WHAT NEEDS TO BE DONE: Below are records; output all of them exactly.

INPUT FOR THIS TASK:
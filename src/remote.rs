//! The long-lived per-peer record. Outlives any single `Connection`.

use std::collections::VecDeque;
use std::time::Instant;

use bitflags::bitflags;

use crate::connection::ConnectionHandle;
use crate::message::{EndpointKey, Message, TYPE_NOOP};

bitflags! {
    pub struct RemoteFlags: u32 {
        /// Reconnect backoff is in effect; the dispatcher does nothing
        /// until the debounce timer unblocks it.
        const CONN_BLOCKED = 1 << 0;
    }
}

pub struct Remote {
    pub key: EndpointKey,
    /// The currently authoritative `Connection`, if any.
    pub conn: Option<ConnectionHandle>,
    pub msg_queue: VecDeque<Message>,
    pub cntl_msg_queue: VecDeque<Message>,
    /// Synchronous mode: the one data message currently awaiting an ACK.
    pub wait_ack_message: Option<Message>,
    pub noop: Message,
    pub serial: u32,
    pub flags: RemoteFlags,
    pub timestamp: Instant,
}

impl Remote {
    pub fn new(key: EndpointKey) -> Remote {
        let mut noop = Message::new(key.address, key.port);
        noop.ty = TYPE_NOOP;
        Remote {
            key,
            conn: None,
            msg_queue: VecDeque::new(),
            cntl_msg_queue: VecDeque::new(),
            wait_ack_message: None,
            noop,
            serial: 0,
            flags: RemoteFlags::empty(),
            timestamp: Instant::now(),
        }
    }

    pub fn touch(&mut self) {
        self.timestamp = Instant::now();
    }

    /// Nothing queued and nothing in flight: eligible for GC.
    pub fn is_idle(&self) -> bool {
        self.conn.is_none()
            && self.msg_queue.is_empty()
            && self.cntl_msg_queue.is_empty()
            && self.wait_ack_message.is_none()
    }

    pub fn next_serial(&mut self) -> u32 {
        let s = self.serial.wrapping_add(1);
        self.serial = s;
        s
    }
}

RESPONSE AREA:
filename src/remote.rs
//! The long-lived per-peer record. Outlives any single `Connection`.

use std::collections::VecDeque;
use std::time::Instant;

use bitflags::bitflags;

use crate::connection::ConnectionHandle;
use crate::message::{EndpointKey, Message, TYPE_NOOP};

bitflags! {
    pub struct RemoteFlags: u32 {
        /// Reconnect backoff is in effect; the dispatcher does nothing
        /// until the debounce timer unblocks it.
        const CONN_BLOCKED = 1 << 0;
    }
}

pub struct Remote {
    pub key: EndpointKey,
    /// The currently authoritative `Connection`, if any.
    pub conn: Option<ConnectionHandle>,
    pub msg_queue: VecDeque<Message>,
    pub cntl_msg_queue: VecDeque<Message>,
    /// Synchronous mode: the one data message currently awaiting an ACK.
    pub wait_ack_message: Option<Message>,
    pub noop: Message,
    pub serial: u32,
    pub flags: RemoteFlags,
    pub timestamp: Instant,
}

impl Remote {
    pub fn new(key: EndpointKey) -> Remote {
        let mut noop = Message::new(key.address, key.port);
        noop.ty = TYPE_NOOP;
        Remote {
            key,
            conn: None,
            msg_queue: VecDeque::new(),
            cntl_msg_queue: VecDeque::new(),
            wait_ack_message: None,
            noop,
            serial: 0,
            flags: RemoteFlags::empty(),
            timestamp: Instant::now(),
        }
    }

    pub fn touch(&mut self) {
        self.timestamp = Instant::now();
    }

    /// Nothing queued and nothing in flight: eligible for GC.
    pub fn is_idle(&self) -> bool {
        self.conn.is_none()
            && self.msg_queue.is_empty()
            && self.cntl_msg_queue.is_empty()
            && self.wait_ack_message.is_none()
    }

    pub fn next_serial(&mut self) -> u32 {
        let s = self.serial.wrapping_add(1);
        self.serial = s;
        s
    }
}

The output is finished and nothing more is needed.